Dude, that's an awsome wrap.

Nice blank, too.


----------



## cutwingsmatt (Feb 21, 2009)

*Follow up question about that blank-*

*You TRUELY are an artist - that is just amazing!*

I'm working on this exact same blank and have a couple question for you.

*1. HERE ARE MY QUESTIONS: WHERE DID YOU PLACE YOUR FIRST GUIDE? 
2. HAS ANYONE HAD AN ISSUE WITH BREAKING AN ARRA BLANK WITH THE FIRST GUIDE ON THE UPPER SECTION?*

I'm using the Fuji low rider guides and one of the challenges I'm facing is the placement of the first guide corresponds closely to the furrel on this blank (I'm building this for spinning). I've seen the factory version of this rod and the first guide is on the upper section. While the wall diameter on the lower section is pretty heavy, it still makes me a little nervous not putting a single guide on the lower section. 
Here is my current thinking- with these guides your trying to choke braided line down at the first guide so placing the guide a little closer then I would for mono doesn't bother me (cut's any line slap). But of course the more the line can freely run of the spool the better. My testing seams to indicate the first guide on the upper section right at the furrel is optimal for casting - my concern durrability! 
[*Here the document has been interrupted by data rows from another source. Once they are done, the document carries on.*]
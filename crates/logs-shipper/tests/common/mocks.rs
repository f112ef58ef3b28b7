// Copyright 2023-Present Datadog, Inc. https://www.datadoghq.com/
// SPDX-License-Identifier: Apache-2.0

//! Mock senders for driving the shipper without a network

use logs_shipper::{LogRecord, LogSender, SendError};
use std::collections::VecDeque;
use std::sync::atomic::{AtomicUsize, Ordering};
use std::sync::Mutex;
use std::time::Duration;

/// Sender replaying a script of outcomes, then succeeding forever. Every call
/// is recorded, and the highest number of overlapping calls is tracked.
#[allow(dead_code)]
pub struct MockSender {
    script: Mutex<VecDeque<Result<(), SendError>>>,
    calls: Mutex<Vec<Vec<LogRecord>>>,
    delivered: Mutex<Vec<LogRecord>>,
    delay: Duration,
    active: AtomicUsize,
    max_active: AtomicUsize,
}

#[allow(dead_code)]
impl MockSender {
    pub fn new(script: Vec<Result<(), SendError>>) -> Self {
        MockSender {
            script: Mutex::new(script.into()),
            calls: Mutex::new(Vec::new()),
            delivered: Mutex::new(Vec::new()),
            delay: Duration::ZERO,
            active: AtomicUsize::new(0),
            max_active: AtomicUsize::new(0),
        }
    }

    pub fn succeeding() -> Self {
        Self::new(Vec::new())
    }

    /// Makes every call take `delay` before answering.
    pub fn with_delay(mut self, delay: Duration) -> Self {
        self.delay = delay;
        self
    }

    pub fn calls(&self) -> Vec<Vec<LogRecord>> {
        self.calls.lock().unwrap().clone()
    }

    /// Records from calls that reported success.
    pub fn delivered(&self) -> Vec<LogRecord> {
        self.delivered.lock().unwrap().clone()
    }

    pub fn call_count(&self) -> usize {
        self.calls.lock().unwrap().len()
    }

    pub fn messages(&self) -> Vec<Vec<String>> {
        self.calls()
            .into_iter()
            .map(|batch| batch.into_iter().map(|r| r.message).collect())
            .collect()
    }

    pub fn max_concurrency(&self) -> usize {
        self.max_active.load(Ordering::SeqCst)
    }
}

#[async_trait::async_trait]
impl LogSender for MockSender {
    async fn send(&self, batch: &[LogRecord]) -> Result<(), SendError> {
        let active = self.active.fetch_add(1, Ordering::SeqCst) + 1;
        self.max_active.fetch_max(active, Ordering::SeqCst);
        self.calls.lock().unwrap().push(batch.to_vec());

        if !self.delay.is_zero() {
            tokio::time::sleep(self.delay).await;
        }

        let outcome = self.script.lock().unwrap().pop_front().unwrap_or(Ok(()));
        if outcome.is_ok() {
            self.delivered.lock().unwrap().extend_from_slice(batch);
        }
        self.active.fetch_sub(1, Ordering::SeqCst);
        outcome
    }
}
Love to hear your thoughts.
Matt.


----------



## outfishin28 (Jul 15, 2005)

very nice!


----------



## Charlie2 (May 2, 2007)

*Rod Guides*



cutwingsmatt said:


> *You TRUELY are an artist - that is just amazing!*
> 
> I'm working on this exact same blank and have a couple question for you.
> 
> ...


I build surf rods and some people are curious about my placing a guide on the butt section(or near the ferrule).If that's where the blank tells me that it needs a guide, I put one there. I have a different guide placement method than that usually used by most rodbuilders who are hung up in one particular way.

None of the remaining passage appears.